In contrast, this same type of prosocial compliance behavior in children appeared to heighten arousal in their physically abusive mothers (i.e., leading to decreases in RSA in the following 30-second epoch). Thus, the highest risk mothers—those who perpetrated child physical abuse—responded to their children’s prosocial bids for warm guidance with a physiological response suggestive of arousal, effortful exertion, or distress. One explanation is that abusive mothers may experience more strain in response to their children’s prosocial bids for protection and guidance, relative to non-maltreating parents. Other studies have documented patterns of decreasing RSA in parents while they are interacting sensitively with their distressed infant or toddler (e.g., Leerkes et al., 2016; Moore et al., 2009) or when exposed to negative child-based stimuli (e.g., Frodi & Lamb, 1980; Joosen et al., 2013a), but also in parents who engage in harsh, overreactive discipline (Lorber & O’Leary, 2005). Extending this finding to CM parents, Skowron and colleagues (2013) observed that physically abusive mothers became more physiologically aroused (i.e., declining RSA) while engaged in positive parenting, but shortly thereafter displayed increasingly harsh and controlling behavior toward their child. Taken together, the current findings indicate that physically abusive mothers may experience their children’s age-appropriate, prosocial behavior as physiologically taxing. One critical next step is for researchers to determine whether these patterns of dynamic decreases in abusive mothers’ RSA scores lead to increased harsh, aversive controlling behaviors, as Skowron et al. (2013) observed, or whether these parasympathetic declines function to increase attention and engagement that might facilitate adaptive parental responding.
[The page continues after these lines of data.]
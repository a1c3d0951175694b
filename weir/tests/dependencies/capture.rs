use async_trait::async_trait;
use once_cell::sync::Lazy;
use serde::{Deserialize, Serialize};
use serde_yaml::Value;
use std::collections::HashMap;
use std::sync::Mutex;
use weir_macros::weir_plugin_factory;

use weir::config::{register_plugin, ConfigSpec, ExecutionType, ItemType};
use weir::{Closer, Error, Message, Producer};

static CAPTURED: Lazy<Mutex<HashMap<String, Vec<String>>>> =
    Lazy::new(|| Mutex::new(HashMap::new()));

/// Messages captured under `key`, in write order.
pub fn captured(key: &str) -> Vec<String> {
    CAPTURED
        .lock()
        .ok()
        .and_then(|map| map.get(key).cloned())
        .unwrap_or_default()
}

#[derive(Deserialize, Serialize)]
struct CaptureConfig {
    key: String,
}

/// Producer that records every payload into a process-wide map so tests
/// can assert per-producer delivery.
pub struct Capture {
    key: String,
}

#[async_trait]
impl Producer for Capture {
    async fn write(&mut self, message: Message) -> Result<(), Error> {
        let text = String::from_utf8_lossy(&message.bytes).into_owned();
        if let Ok(mut map) = CAPTURED.lock() {
            map.entry(self.key.clone()).or_default().push(text);
        }
        Ok(())
    }
}

impl Closer for Capture {}

#[weir_plugin_factory]
fn create_capture(conf: Value) -> Result<ExecutionType, Error> {
    let c: CaptureConfig = serde_yaml::from_value(conf.clone())?;
    Ok(ExecutionType::Producer(Box::new(Capture { key: c.key })))
}

pub fn register_capture() -> Result<(), Error> {
    let config = "type: object
properties:
  key:
    type: string
required:
  - key";
    let conf_spec = ConfigSpec::from_schema(config)?;

    register_plugin(
        "capture".into(),
        ItemType::Producer,
        conf_spec,
        create_capture,
    )
}
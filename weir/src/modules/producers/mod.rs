//! Producer plugins
use crate::Error;

pub mod console;
pub mod drop;
pub mod file;

pub(crate) fn register_plugins() -> Result<(), Error> {
    console::register_console()?;
    drop::register_drop()?;
    file::register_file()?;
    Ok(())
}
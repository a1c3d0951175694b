//! Drop producer: accepts and discards everything
use async_trait::async_trait;
use serde_yaml::Value;
use std::sync::atomic::{AtomicU64, Ordering};
use tracing::debug;
use weir_macros::weir_plugin_factory;

use crate::config::{register_plugin, ConfigSpec, ExecutionType, ItemType};
use crate::{Closer, Error, Message, Producer};

/// Swallows messages, counting them for the shutdown log. Useful as a
/// fallback target and for benchmarking the routing layer.
#[derive(Default)]
pub struct Discard {
    accepted: AtomicU64,
}

#[async_trait]
impl Producer for Discard {
    async fn write(&mut self, _message: Message) -> Result<(), Error> {
        let _ = self.accepted.fetch_add(1, Ordering::Relaxed);
        Ok(())
    }
}

#[async_trait]
impl Closer for Discard {
    async fn close(&mut self) -> Result<(), Error> {
        debug!(
            accepted = self.accepted.load(Ordering::Relaxed),
            "drop producer closed"
        );
        Ok(())
    }
}

#[weir_plugin_factory]
fn create_drop(_conf: Value) -> Result<ExecutionType, Error> {
    Ok(ExecutionType::Producer(Box::new(Discard::default())))
}

pub(super) fn register_drop() -> Result<(), Error> {
    let config = "type: object";
    let conf_spec = ConfigSpec::from_schema(config)?;

    register_plugin("drop".into(), ItemType::Producer, conf_spec, create_drop)
}
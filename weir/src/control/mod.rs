//! Process-wide control plane
//!
//! Every consumer and producer owns a private control channel; the
//! [ControlHub] fans signals out to a whole tier. Shutdown follows a
//! fixed sequence: consumers receive PrepareStop and drain, producers
//! receive Stop and drain, then a hard deadline cancels whatever is
//! left.
use flume::{bounded, Receiver, Sender};
use std::sync::atomic::{AtomicBool, Ordering};
use std::sync::{Arc, Mutex};
use tracing::{debug, trace};

pub mod health;
pub use health::HealthRegistry;

/// Control signals broadcast to pipeline components.
#[derive(Clone, Copy, Debug, PartialEq, Eq)]
pub enum ControlSignal {
    /// begin accepting work
    Start,
    /// stop accepting new work, keep draining
    PrepareStop,
    /// drain in-flight work and terminate
    Stop,
    /// rotation hint for file-like producers
    Roll,
    /// upstream health failure; short-circuit to fallback
    FuseBurn,
    /// upstream health restored
    FuseActive,
}

/// Latching health state attached to each producer.
///
/// While burned, routers short-circuit the producer to its fallback
/// stream instead of enqueueing.
#[derive(Default)]
pub struct Fuse {
    burned: AtomicBool,
}

impl Fuse {
    /// Creates a healthy fuse.
    pub fn new() -> Arc<Fuse> {
        Arc::new(Fuse::default())
    }

    /// Latches the unhealthy state.
    pub fn burn(&self) {
        self.burned.store(true, Ordering::Release);
    }

    /// Clears the unhealthy state.
    pub fn activate(&self) {
        self.burned.store(false, Ordering::Release);
    }

    /// True while the fuse is burned.
    pub fn is_burned(&self) -> bool {
        self.burned.load(Ordering::Acquire)
    }
}

/// Capacity of per-component control channels. Signals are rare; a small
/// buffer keeps broadcast non-blocking in practice.
const CONTROL_CHANNEL_CAPACITY: usize = 8;

#[derive(Default)]
struct Channels {
    consumers: Vec<Sender<ControlSignal>>,
    producers: Vec<Sender<ControlSignal>>,
}

/// Fan-out hub for control signals.
#[derive(Clone, Default)]
pub struct ControlHub {
    channels: Arc<Mutex<Channels>>,
}

impl ControlHub {
    /// Creates an empty hub.
    pub fn new() -> Self {
        ControlHub::default()
    }

    /// Allocates a control channel for a consumer and returns its receive
    /// end.
    pub fn register_consumer(&self) -> Receiver<ControlSignal> {
        let (tx, rx) = bounded(CONTROL_CHANNEL_CAPACITY);
        if let Ok(mut channels) = self.channels.lock() {
            channels.consumers.push(tx);
        }
        rx
    }

    /// Allocates a control channel for a producer and returns its receive
    /// end.
    pub fn register_producer(&self) -> Receiver<ControlSignal> {
        let (tx, rx) = bounded(CONTROL_CHANNEL_CAPACITY);
        if let Ok(mut channels) = self.channels.lock() {
            channels.producers.push(tx);
        }
        rx
    }

    /// Sends a signal to every consumer.
    pub async fn broadcast_consumers(&self, signal: ControlSignal) {
        let targets = self
            .channels
            .lock()
            .map(|c| c.consumers.clone())
            .unwrap_or_default();
        broadcast(targets, signal).await;
    }

    /// Sends a signal to every producer.
    pub async fn broadcast_producers(&self, signal: ControlSignal) {
        let targets = self
            .channels
            .lock()
            .map(|c| c.producers.clone())
            .unwrap_or_default();
        broadcast(targets, signal).await;
    }

    /// Sends a signal to every component.
    pub async fn broadcast_all(&self, signal: ControlSignal) {
        self.broadcast_consumers(signal).await;
        self.broadcast_producers(signal).await;
    }
}

async fn broadcast(targets: Vec<Sender<ControlSignal>>, signal: ControlSignal) {
    trace!(signal = format!("{signal:?}"), targets = targets.len(), "broadcasting");
    let sends = targets.iter().map(|tx| tx.send_async(signal));
    for result in futures::future::join_all(sends).await {
        if result.is_err() {
            // component already exited; nothing left to signal
            debug!("control signal receiver dropped");
        }
    }
}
Although researchers have long recognized that children are active contributors to the parent-child relationship, most work to date has documented a variety of individual child factors known to heighten risk for CM (i.e., low birthweight, prematurity, temperament, developmental disabilities), by compromising the quality of children’s social interactional skills (e.g., Black, Heyman, & Smith Slep, 2001; Rogosch, Cicchetti, & Aber, 1995). We are not aware of studies that have documented patterns of parents’ negative physiological responding to children’s initiations of prosocial (i.e., socially appropriate) behavior. Of note, our findings indicate that children’s developmentally appropriate, prosocial trusting and relying behavior elicits significant RSA declines 30s later in mothers who are documented perpetrators of child physical abuse. Social learning principles suggest that if children’s prosocial bids are not reinforced, children are likely to use other, less positive behavioral strategies to gain parents’ attention and approval (Patterson, 1992; Reid & Patterson, 1989; Wahler & Dumas, 1986). If children of abusive mothers discern that their prosocial behavior causes arousal or distress in their parent, they may learn to adopt an alternative repertoire, potentially one that involves use of more aversive behaviors. This transaction could represent a central mechanistic process that contributes over time to elevated conduct problems in maltreated children (Kim & Cicchetti, 2010). In line with this notion, Hakman and colleagues (2009) reported patterns of parental indiscriminate responding to children’s positive and neutral behaviors, and positive parent responding to negative child behaviors in physically abusive families. Other unpublished findings from the current sample suggest that physically abused preschoolers’ aversive compliance behavior during mother-child interactions appears to drive increases in the preschooler RSA levels, indicating that physically abused children may experience their own aversive behavior in ways that are physiologically calming (Norman Wells, Degarmo, Schweer-Collins, & Skowron, in preparation).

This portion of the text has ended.